Work order: Every line below containing the word "actions" should be found and copied.

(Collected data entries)
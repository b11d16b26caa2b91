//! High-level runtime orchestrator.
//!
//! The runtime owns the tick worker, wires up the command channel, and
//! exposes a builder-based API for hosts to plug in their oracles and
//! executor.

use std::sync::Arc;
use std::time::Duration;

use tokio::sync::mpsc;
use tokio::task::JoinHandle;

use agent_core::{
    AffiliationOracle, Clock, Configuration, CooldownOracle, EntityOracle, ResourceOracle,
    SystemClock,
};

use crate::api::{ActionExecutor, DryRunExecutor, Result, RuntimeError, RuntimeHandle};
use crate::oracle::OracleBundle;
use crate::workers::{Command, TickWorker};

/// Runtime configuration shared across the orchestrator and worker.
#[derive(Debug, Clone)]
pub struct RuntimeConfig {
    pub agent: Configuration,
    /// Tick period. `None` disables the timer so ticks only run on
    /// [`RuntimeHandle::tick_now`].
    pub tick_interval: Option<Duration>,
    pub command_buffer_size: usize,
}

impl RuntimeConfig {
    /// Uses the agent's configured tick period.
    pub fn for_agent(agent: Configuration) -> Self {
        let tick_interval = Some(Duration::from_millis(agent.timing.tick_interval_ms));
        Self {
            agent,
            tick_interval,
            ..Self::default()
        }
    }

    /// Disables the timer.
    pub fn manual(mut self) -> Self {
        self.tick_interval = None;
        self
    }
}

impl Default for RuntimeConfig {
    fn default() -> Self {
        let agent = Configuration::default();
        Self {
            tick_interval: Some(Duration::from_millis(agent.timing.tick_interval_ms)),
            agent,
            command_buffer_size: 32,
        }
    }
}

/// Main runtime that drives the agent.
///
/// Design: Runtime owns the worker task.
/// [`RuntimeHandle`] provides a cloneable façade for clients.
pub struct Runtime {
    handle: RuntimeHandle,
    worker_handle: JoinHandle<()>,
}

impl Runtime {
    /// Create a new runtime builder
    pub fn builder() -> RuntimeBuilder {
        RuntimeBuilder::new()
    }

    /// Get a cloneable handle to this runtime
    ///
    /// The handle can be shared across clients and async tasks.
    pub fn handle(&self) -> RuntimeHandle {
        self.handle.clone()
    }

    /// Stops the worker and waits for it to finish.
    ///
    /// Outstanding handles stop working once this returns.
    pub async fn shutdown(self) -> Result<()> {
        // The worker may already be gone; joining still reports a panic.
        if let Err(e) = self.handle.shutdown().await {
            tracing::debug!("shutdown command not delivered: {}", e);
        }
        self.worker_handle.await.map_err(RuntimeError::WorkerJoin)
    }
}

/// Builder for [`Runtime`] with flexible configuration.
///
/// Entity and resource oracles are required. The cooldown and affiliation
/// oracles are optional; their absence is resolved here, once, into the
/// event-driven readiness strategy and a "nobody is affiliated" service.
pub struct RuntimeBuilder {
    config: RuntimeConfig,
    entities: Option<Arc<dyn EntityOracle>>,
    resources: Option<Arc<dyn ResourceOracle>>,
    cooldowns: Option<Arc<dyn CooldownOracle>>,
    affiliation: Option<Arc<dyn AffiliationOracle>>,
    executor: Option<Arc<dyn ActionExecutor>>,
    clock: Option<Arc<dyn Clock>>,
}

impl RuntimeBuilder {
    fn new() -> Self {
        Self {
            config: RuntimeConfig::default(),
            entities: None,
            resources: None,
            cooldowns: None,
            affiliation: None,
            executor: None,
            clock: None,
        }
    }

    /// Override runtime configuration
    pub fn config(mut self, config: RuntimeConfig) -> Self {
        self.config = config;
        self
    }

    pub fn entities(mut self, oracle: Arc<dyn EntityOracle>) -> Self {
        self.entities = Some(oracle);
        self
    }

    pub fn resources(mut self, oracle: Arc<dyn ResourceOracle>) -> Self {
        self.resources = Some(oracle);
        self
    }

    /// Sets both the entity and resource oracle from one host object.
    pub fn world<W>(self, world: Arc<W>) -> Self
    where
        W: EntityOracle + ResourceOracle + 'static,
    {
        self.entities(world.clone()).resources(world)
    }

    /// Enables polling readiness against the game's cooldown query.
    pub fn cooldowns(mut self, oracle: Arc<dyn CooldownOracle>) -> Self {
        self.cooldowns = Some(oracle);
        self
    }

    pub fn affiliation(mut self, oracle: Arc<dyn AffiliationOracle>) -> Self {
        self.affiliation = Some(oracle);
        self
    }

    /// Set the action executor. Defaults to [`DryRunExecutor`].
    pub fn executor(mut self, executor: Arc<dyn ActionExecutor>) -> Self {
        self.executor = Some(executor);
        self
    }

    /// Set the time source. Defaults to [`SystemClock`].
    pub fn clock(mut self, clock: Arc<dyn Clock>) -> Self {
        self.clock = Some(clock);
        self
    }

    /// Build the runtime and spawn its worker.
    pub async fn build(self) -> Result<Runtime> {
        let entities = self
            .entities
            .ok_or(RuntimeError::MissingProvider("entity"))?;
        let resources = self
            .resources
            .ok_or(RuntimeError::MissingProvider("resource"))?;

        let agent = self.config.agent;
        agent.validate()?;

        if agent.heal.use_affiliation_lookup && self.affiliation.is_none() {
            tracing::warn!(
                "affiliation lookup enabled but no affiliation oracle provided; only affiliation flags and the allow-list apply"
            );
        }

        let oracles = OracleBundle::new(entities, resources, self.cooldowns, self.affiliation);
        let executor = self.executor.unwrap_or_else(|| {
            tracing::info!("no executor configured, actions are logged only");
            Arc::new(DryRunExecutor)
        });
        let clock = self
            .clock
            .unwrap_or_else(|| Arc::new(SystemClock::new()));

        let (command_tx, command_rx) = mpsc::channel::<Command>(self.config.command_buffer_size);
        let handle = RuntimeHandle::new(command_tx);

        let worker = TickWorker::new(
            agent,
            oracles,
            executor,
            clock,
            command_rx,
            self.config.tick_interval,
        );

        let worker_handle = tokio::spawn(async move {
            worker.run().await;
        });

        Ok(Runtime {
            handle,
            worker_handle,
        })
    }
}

...

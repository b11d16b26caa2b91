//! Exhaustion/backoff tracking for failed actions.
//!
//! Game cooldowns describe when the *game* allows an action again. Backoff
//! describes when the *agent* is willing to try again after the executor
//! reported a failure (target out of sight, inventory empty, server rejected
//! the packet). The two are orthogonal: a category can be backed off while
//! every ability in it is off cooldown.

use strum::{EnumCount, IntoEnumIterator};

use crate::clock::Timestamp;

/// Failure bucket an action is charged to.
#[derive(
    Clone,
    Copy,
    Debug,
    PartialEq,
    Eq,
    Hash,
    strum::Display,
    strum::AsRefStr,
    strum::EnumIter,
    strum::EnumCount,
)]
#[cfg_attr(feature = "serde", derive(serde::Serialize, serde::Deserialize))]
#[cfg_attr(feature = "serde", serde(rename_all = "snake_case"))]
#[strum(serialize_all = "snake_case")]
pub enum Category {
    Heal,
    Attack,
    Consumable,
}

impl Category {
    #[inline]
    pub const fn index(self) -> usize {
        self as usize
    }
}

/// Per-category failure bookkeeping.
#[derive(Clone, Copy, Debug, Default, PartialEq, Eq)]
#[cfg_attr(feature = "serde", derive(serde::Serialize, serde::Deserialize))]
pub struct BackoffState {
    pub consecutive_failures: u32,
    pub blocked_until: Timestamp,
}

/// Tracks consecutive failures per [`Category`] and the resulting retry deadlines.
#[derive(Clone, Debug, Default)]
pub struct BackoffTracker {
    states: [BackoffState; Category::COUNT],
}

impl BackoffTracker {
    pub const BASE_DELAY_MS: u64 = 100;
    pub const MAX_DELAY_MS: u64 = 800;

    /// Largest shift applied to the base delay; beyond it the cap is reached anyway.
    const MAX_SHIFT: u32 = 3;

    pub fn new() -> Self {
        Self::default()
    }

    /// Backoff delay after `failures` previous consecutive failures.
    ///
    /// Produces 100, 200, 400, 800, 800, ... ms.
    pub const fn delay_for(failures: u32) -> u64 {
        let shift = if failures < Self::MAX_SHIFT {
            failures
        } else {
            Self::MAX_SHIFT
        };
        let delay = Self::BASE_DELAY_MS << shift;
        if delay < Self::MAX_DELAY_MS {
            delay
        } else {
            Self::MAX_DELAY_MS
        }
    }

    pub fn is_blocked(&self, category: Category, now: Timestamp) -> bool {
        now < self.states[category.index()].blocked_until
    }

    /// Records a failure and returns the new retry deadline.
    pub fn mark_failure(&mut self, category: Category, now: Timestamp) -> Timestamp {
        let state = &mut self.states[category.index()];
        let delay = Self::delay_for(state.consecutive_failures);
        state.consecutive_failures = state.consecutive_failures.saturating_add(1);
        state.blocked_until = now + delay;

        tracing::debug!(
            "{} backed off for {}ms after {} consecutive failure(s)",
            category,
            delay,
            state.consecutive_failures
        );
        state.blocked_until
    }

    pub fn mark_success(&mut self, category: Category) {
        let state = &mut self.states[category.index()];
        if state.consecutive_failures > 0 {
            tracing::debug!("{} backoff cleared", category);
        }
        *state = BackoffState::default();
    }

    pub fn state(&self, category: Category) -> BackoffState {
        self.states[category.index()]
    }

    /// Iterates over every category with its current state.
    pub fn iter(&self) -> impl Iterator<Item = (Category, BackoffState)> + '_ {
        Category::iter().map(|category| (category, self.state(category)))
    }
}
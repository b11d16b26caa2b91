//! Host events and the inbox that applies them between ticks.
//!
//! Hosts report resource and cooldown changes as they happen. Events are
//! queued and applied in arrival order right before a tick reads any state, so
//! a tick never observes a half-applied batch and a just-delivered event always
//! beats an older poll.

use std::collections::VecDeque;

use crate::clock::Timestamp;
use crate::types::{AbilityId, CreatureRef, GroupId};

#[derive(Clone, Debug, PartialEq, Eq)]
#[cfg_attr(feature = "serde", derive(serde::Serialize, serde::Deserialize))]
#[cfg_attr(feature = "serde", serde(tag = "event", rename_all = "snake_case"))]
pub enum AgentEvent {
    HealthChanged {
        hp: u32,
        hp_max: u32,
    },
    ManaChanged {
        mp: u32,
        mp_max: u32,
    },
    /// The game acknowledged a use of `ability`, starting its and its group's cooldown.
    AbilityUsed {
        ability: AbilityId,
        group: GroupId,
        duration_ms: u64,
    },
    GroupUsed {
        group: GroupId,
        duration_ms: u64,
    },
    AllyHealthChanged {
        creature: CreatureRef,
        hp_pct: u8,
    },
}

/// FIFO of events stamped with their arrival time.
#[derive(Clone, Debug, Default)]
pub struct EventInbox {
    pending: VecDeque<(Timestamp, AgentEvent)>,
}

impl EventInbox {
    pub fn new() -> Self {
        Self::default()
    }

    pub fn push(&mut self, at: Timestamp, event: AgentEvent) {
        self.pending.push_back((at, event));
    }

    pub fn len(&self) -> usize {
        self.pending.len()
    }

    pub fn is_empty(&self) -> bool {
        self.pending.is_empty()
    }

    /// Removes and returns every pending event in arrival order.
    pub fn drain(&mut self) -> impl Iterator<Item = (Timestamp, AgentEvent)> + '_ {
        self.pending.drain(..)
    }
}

---

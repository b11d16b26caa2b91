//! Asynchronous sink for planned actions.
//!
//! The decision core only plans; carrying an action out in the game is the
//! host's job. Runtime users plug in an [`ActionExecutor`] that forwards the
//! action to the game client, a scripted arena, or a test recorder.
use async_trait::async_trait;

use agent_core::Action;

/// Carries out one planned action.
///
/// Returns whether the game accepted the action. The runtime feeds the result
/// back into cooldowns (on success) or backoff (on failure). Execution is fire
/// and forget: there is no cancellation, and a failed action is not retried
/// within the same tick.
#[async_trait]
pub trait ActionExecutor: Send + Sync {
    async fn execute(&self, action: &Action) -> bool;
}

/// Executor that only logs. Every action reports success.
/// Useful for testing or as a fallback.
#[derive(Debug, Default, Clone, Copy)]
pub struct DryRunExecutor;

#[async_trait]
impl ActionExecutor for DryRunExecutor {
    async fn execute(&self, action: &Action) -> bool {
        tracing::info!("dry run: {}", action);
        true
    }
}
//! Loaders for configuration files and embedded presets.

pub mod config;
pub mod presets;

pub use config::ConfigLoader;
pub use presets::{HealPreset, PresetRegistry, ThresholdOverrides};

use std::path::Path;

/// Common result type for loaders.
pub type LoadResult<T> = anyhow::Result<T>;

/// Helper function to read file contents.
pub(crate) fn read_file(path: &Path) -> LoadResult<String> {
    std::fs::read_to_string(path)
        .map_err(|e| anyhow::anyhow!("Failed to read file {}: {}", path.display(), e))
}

Task solution:
            tracing::info!("no executor configured, actions are logged only");
//! Exhaustion/backoff tracking for failed actions.
//! Asynchronous sink for planned actions.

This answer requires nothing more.